Summary of Penicillin (PCN) allergy and recommended testing for practice

(originally developed in 2003)

Since 2003, nto much has changed except for the apparent increasing prevalence in adverse reactions to multiple medications with the classic one being related to beta-lactam antibiotcs, the “penicillins”. The vast majority of patients with a history of “penicillin allergy” can safely receive ß-lactam antibiotics. It is known that 90% of patients with a history of PCN allergy have negative skin tests. However, without testing, it is impossible to pick out those with true allergy for which a ß-lactam antibiotic could be fatal or at least life-threatening.

Immunological studies show a partial and variable cross-reactivity of cephalosporin and penicillin antibodies.

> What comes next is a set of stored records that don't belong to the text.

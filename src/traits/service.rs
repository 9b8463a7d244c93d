// Copyright (c) 2025 Steve Wagner (ciroque@live.com)
// SPDX-License-Identifier: MIT

use async_trait::async_trait;
use std::time::Duration;

use crate::engine::{DeviceSelection, EngineEvent, EventStream};
use crate::errors::EngineError;
use crate::traits::device::DeviceProperties;

/// The engine surface consumed by a UI or any other front end.
///
/// Every mutating call is answered by the engine worker on its own schedule;
/// callers await the result and are never blocked on engine internals.
#[async_trait]
pub trait ExperimentService: Send + Sync {
    /// Subscribe to engine events published from now on.
    fn events(&self) -> EventStream<EngineEvent>;

    /// Names of the registered workloads, sorted.
    fn list_workloads(&self) -> Vec<String>;

    /// Duration of the most recent render (excluding pacing sleep).
    fn frame_time_snapshot(&self) -> Duration;

    /// The most recently applied device selection.
    fn device_selection_snapshot(&self) -> Option<DeviceSelection>;

    async fn set_viewport_size(&self, width: u32, height: u32) -> Result<(), EngineError>;

    /// Returns the properties of the matched device, or `None` when nothing matched.
    async fn set_device(
        &self,
        selection: DeviceSelection,
    ) -> Result<Option<DeviceProperties>, EngineError>;

    /// Returns `false` when no workload with that name is registered.
    async fn select_workload(&self, name: &str) -> Result<bool, EngineError>;

    async fn list_devices(&self) -> Result<Vec<DeviceProperties>, EngineError>;

    /// Stop the engine and wait for teardown to finish.
    async fn shutdown(&self);
}
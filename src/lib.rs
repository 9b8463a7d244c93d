// Copyright (c) 2025 Steve Wagner (ciroque@live.com)
// SPDX-License-Identifier: MIT

pub mod backends;   // device and workload backends
pub mod config;     // config + workload registry
pub mod engine;     // worker loop, command queue, events
pub mod errors;     // error handling
pub mod observability;
pub mod preferences; // persisted user choices
pub mod traits;     // unified abstractions
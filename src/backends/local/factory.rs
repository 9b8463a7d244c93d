// Copyright (c) 2025 Steve Wagner (ciroque@live.com)
// SPDX-License-Identifier: MIT

use super::{ClearWorkload, NullWorkload, SlowLoadWorkload};
use crate::config::WorkloadRegistry;

/// Factory for the built-in (in-process) workloads
///
/// - "Clear" -> ClearWorkload (device clear + readback)
/// - "Null" -> NullWorkload (lifecycle only)
/// - "SlowLoad" -> SlowLoadWorkload (progress simulation)
pub struct LocalWorkloadFactory;

impl LocalWorkloadFactory {
    pub const CLEAR: &'static str = "Clear";
    pub const NULL: &'static str = "Null";
    pub const SLOW_LOAD: &'static str = "SlowLoad";

    /// A registry holding every built-in workload.
    pub fn registry() -> WorkloadRegistry {
        WorkloadRegistry::new()
            .with(Self::CLEAR, || Box::new(ClearWorkload::new()))
            .with(Self::NULL, || Box::new(NullWorkload::new()))
            .with(Self::SLOW_LOAD, || Box::new(SlowLoadWorkload::new()))
    }
}
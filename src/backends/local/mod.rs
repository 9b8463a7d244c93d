// Copyright (c) 2025 Steve Wagner (ciroque@live.com)
// SPDX-License-Identifier: MIT

pub mod clear;
pub mod factory;
pub mod null;
pub mod slow_load;

pub use clear::ClearWorkload;
pub use factory::LocalWorkloadFactory;
pub use null::NullWorkload;
pub use slow_load::SlowLoadWorkload;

Patients with positive skin tests to PCN are 7 times more likely to react to a cephalosporin. One large study of 350,000 adverse drug reactions, reported 12 fatal anaphylactic reactions to antimicrobials. 6/12 followed the first course of a cephalosporin and 4 or the 6 had a known allergy to PCN.

When the history is questionable or the future need for this category of drugs are predictable, it is advisable to engage drug testing with PCN before the need arises. The PCN testing can be completed in the office using Pre-pen, an in-house Minor Determinant Mix, Amoxicillin, and Penicillin-G. If skin testing is negative there is a 99% chance that the patient will not have a reaction to the drug. If skin tests are positive, there is a 50% chance that the patient will react to the drug. If negative, a provocative oral dosing of PCN or Amoxicillin is then conducted during the same visit. The drug is then continued for 5 days. If the challenge is negative, it is safe to use PCN in the future. If no prior reaction has occurred with a cephalosporin, then that group of drugs would also be considered safe. However, if the suspected drug allergy is to a cephalosporin, then following a negative PCN challenge (PCN testing should be conducted even if no history of PCN allergy), there should also be skin testing and provocative challenge to a cephalosporin that would be used in the future. Patients undergoing surgery are frequently placed on cefazolin as a prophylactic antimicrobial agent. Otherwise they are given vancomycin. Once it has been determined that PCN and/or cephalosporins can safely be administered, vancomycin should no longer be required.